Furthermore, the thrift industry has also shrunk. The Savings and Loan industry is dead! (http://seekingalpha.com/article/214460-so-long-to-the-savings-and-loan-industry) The numbers support this demise. On December 31, 1992 there were 2,390 savings institutions in the United States. This number dropped to 1,466 at the end of 2002 and fell to 1,160 at the end of March 2010. The Office of Thrift Supervision (which was a part of the Treasury Department) is to merge into the Office of the Comptroller of the Currency (which is a bureau of the Treasury). Thrift institutions will become more and more like commercial banks and the idea of the thrift industry will fade into memory. Most of these are very small institutions, not unlike the smaller commercial banks listed above with very few employees.

I go through this list because many of the problems that now exist within the banking system are concentrated in these smaller institutions, formerly the heart-beat of Main Street America. In the last fifty years the financial environment changed substantially and a large number of these depository institutions were just not able to make the transition. We are going through the final stages of the current restructuring of the banking industry. What we will see in the next five to seven years will be difficult to compare with what existed in the last half of the twentieth century.

What changed? Well, the inflation of the 1960s and 1970s brought about higher and higher short term interest rates. For many institutions, the comfortable interest rate spreads the banks and thrifts worked with disappeared and even went negative in some instances. The government’s response was to open up the balance sheets and allow these institutions to diversify and create more services that could earn fee income. Also, new financial instruments were created to allow these depository institutions to get into more exotic types of investments.

A typical situation was one in which a depository institution had only 15 people or less with most of them being tellers or clerks and only two or possibly three that had executive authority. Most of these employees had been with the institutions for a decade or more. These institutions were flooded with investment bankers and others with all kinds of sophisticated ideas about how a $50 million organization could get into high-yielding assets or buy cheap deposits or do many other very innovative things so as to regain profitability. The late 1970s and 1980s are full of stories about how the managements of small institutions were “educated” in the ways of Wall Street. The thrift crisis resulted.

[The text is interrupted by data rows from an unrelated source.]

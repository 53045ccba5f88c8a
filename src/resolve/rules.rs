//! Conflict rule table
//!
//! Each rule lists flags that must not be used together. Adding a rule is
//! a data change: the detector evaluates whatever this table contains.

use super::token::{
    FlagToken, DEBUG, FORCE_INTERACTIVE, FORCE_NON_INTERACTIVE, INTERACTIVE, MODE,
    NON_INTERACTIVE, OUTPUT_FORMAT, QUIET, VERBOSE,
};
use serde::Serialize;
use std::fmt;

/// How a triggered rule is treated
#[derive(Debug, Clone, Copy, PartialEq, Eq, Serialize)]
#[serde(rename_all = "lowercase")]
pub enum Severity {
    /// Aborts the command
    Error,
    /// Logged, the command continues
    Warning,
    Info,
}

impl fmt::Display for Severity {
    fn fmt(&self, f: &mut fmt::Formatter<'_>) -> fmt::Result {
        let label = match self {
            Severity::Error => "error",
            Severity::Warning => "warning",
            Severity::Info => "info",
        };
        f.write_str(label)
    }
}

/// A set of mutually exclusive flags
#[derive(Debug, PartialEq, Eq)]
pub struct ConflictRule {
    /// At least two tokens; the rule fires when more than one is active
    pub flags: &'static [FlagToken],
    pub description: &'static str,
    pub suggestion: &'static str,
    pub examples: &'static [&'static str],
    pub severity: Severity,
}

impl ConflictRule {
    /// True when every token of the rule is a mode-deciding signal
    pub fn is_mode_rule(&self) -> bool {
        self.flags.iter().all(FlagToken::is_mode_signal)
    }

    pub fn is_error(&self) -> bool {
        self.severity == Severity::Error
    }

    /// Rule flags joined for display (`--verbose, --quiet`)
    pub fn flag_list(&self) -> String {
        self.flags
            .iter()
            .map(ToString::to_string)
            .collect::<Vec<_>>()
            .join(", ")
    }
}

/// The canonical rule table, in evaluation order
pub static CONFLICT_RULES: &[ConflictRule] = &[
    ConflictRule {
        flags: &[FlagToken::Bare(VERBOSE), FlagToken::Bare(QUIET)],
        description: "Cannot use verbose and quiet output at the same time",
        suggestion: "Choose --verbose for detailed output or --quiet for minimal output",
        examples: &["genforge generate --verbose", "genforge generate --quiet"],
        severity: Severity::Error,
    },
    ConflictRule {
        flags: &[FlagToken::Bare(DEBUG), FlagToken::Bare(QUIET)],
        description: "Cannot use debug and quiet output at the same time",
        suggestion: "Use --debug for troubleshooting or --quiet for minimal output, not both",
        examples: &["genforge generate --debug", "genforge generate --quiet"],
        severity: Severity::Error,
    },
    ConflictRule {
        flags: &[FlagToken::Bare(INTERACTIVE), FlagToken::Bare(NON_INTERACTIVE)],
        description: "Cannot request interactive and non-interactive mode at the same time",
        suggestion: "Choose either --interactive or --non-interactive",
        examples: &[
            "genforge generate --interactive",
            "genforge generate demo --non-interactive",
        ],
        severity: Severity::Error,
    },
    ConflictRule {
        flags: &[
            FlagToken::Bare(FORCE_INTERACTIVE),
            FlagToken::Bare(FORCE_NON_INTERACTIVE),
        ],
        description: "Cannot force both interactive and non-interactive mode",
        suggestion: "Use only one force flag",
        examples: &[
            "genforge generate --force-interactive",
            "genforge generate demo --force-non-interactive",
        ],
        severity: Severity::Error,
    },
    ConflictRule {
        flags: &[
            FlagToken::Bare(INTERACTIVE),
            FlagToken::Bare(FORCE_NON_INTERACTIVE),
        ],
        description: "Cannot request interactive mode while forcing non-interactive mode",
        suggestion: "Drop --interactive, or replace --force-non-interactive with --force-interactive",
        examples: &[
            "genforge generate --interactive",
            "genforge generate demo --force-non-interactive",
        ],
        severity: Severity::Error,
    },
    ConflictRule {
        flags: &[
            FlagToken::Bare(NON_INTERACTIVE),
            FlagToken::Bare(FORCE_INTERACTIVE),
        ],
        description: "Cannot request non-interactive mode while forcing interactive mode",
        suggestion: "Drop --non-interactive, or replace --force-interactive with --force-non-interactive",
        examples: &[
            "genforge generate demo --non-interactive",
            "genforge generate --force-interactive",
        ],
        severity: Severity::Error,
    },
    ConflictRule {
        flags: &[FlagToken::Bare(INTERACTIVE), FlagToken::Bare(MODE)],
        description: "Cannot combine --interactive with an explicit --mode",
        suggestion: "Use --mode=interactive on its own, or --interactive without --mode",
        examples: &[
            "genforge generate --mode=interactive",
            "genforge generate --interactive",
        ],
        severity: Severity::Error,
    },
    ConflictRule {
        flags: &[FlagToken::Bare(NON_INTERACTIVE), FlagToken::Bare(MODE)],
        description: "Cannot combine --non-interactive with an explicit --mode",
        suggestion: "Use --mode=non-interactive on its own, or --non-interactive without --mode",
        examples: &[
            "genforge generate demo --mode=non-interactive",
            "genforge generate demo --non-interactive",
        ],
        severity: Severity::Error,
    },
    ConflictRule {
        flags: &[FlagToken::Bare(FORCE_INTERACTIVE), FlagToken::Bare(MODE)],
        description: "Cannot combine --force-interactive with an explicit --mode",
        suggestion: "Drop --mode; --force-interactive already decides the mode",
        examples: &["genforge generate --force-interactive"],
        severity: Severity::Error,
    },
    ConflictRule {
        flags: &[FlagToken::Bare(FORCE_NON_INTERACTIVE), FlagToken::Bare(MODE)],
        description: "Cannot combine --force-non-interactive with an explicit --mode",
        suggestion: "Drop --mode; --force-non-interactive already decides the mode",
        examples: &["genforge generate demo --force-non-interactive"],
        severity: Severity::Error,
    },
    ConflictRule {
        flags: &[
            FlagToken::ValueEquals(OUTPUT_FORMAT, "json"),
            FlagToken::Bare(QUIET),
        ],
        description: "JSON output with --quiet may hide progress context around the JSON document",
        suggestion: "Drop --quiet if you need progress messages; the JSON result is still printed",
        examples: &["genforge validate ./demo --output-format=json"],
        severity: Severity::Warning,
    },
];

In the 1990s and 2000s even more sophisticated instruments and opportunities were brought to the smaller institutions that thought they were getting good advice to help them operate in the twenty-first century. Part of what the managements got into was commercial real estate deals. This is what Elizabeth Warren has alerted us to. But, there are many, many other institutions that have securities or other assets on their balance sheets that are not performing or are damaged in one way or another.

What is Ms. Warren talking about when it comes to the magnitude of the problem? Is she talking about a 20% write down of some assets? A 25% write down? Do these “small” banks have sufficient capital to take such a write down? Can these small banks raise sufficient new capital to cover such a write down?

Can the banking industry handle another 40% decline in the number of banks in the system? Can the banking industry absorb this contraction in the next three to five years not in 18 years? This would mean a loss of more than three thousand commercial banks and savings institutions in this time period.

This is the environment that the Fed, the FDIC, and the Treasury Department is currently working within. They have not really let us know how serious the problem is. Elizabeth Warren has perhaps given us more information than others within the government would like us to have. Maybe this straight talking is why many people are reluctant to put her in charge of a government agency. She might tell us what is really going on.

Whatever, it just looks as if the banking system has a long way to go in order to regain its health.

1 comment:

Anonymous said...

Mr Mason, I'd like to repeat what I said at Seeking Alpha, that I sincerely appreciate your analysis and commentary. Thanks.